> _Exercise description_: The word "clippy" marks the lines to find; copy every such line from the data below.

> _Data for this task_:
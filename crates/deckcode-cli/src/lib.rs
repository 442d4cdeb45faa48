//! Command-line front end for deckcode
//!
//! Converts deck codes between token, YDK, YDKE and JSON representations,
//! reports what a code contains, and resolves codes against a JSON card
//! catalog with price totals.
//!
//! The `deckcode` binary is a thin wrapper: it installs logging, parses
//! [`CliConfig`] and calls [`run`]. Everything else lives here so it can be
//! exercised without spawning a process.

#![allow(clippy::module_name_repetitions)] // Clear naming is preferred
#![allow(clippy::must_use_candidate)] // Value-returning accessors
#![warn(missing_docs)]

pub mod commands;
pub mod config;
pub mod error;
pub mod input;

pub use commands::{execute, run};
pub use config::{CliConfig, Command, ConvertArgs, InspectArgs, ResolveArgs, TargetFormat};
pub use error::{CliError, ConfigError};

> _Answer_:
#![allow(clippy::module_name_repetitions)] // Clear naming is preferred
#![allow(clippy::must_use_candidate)] // Value-returning accessors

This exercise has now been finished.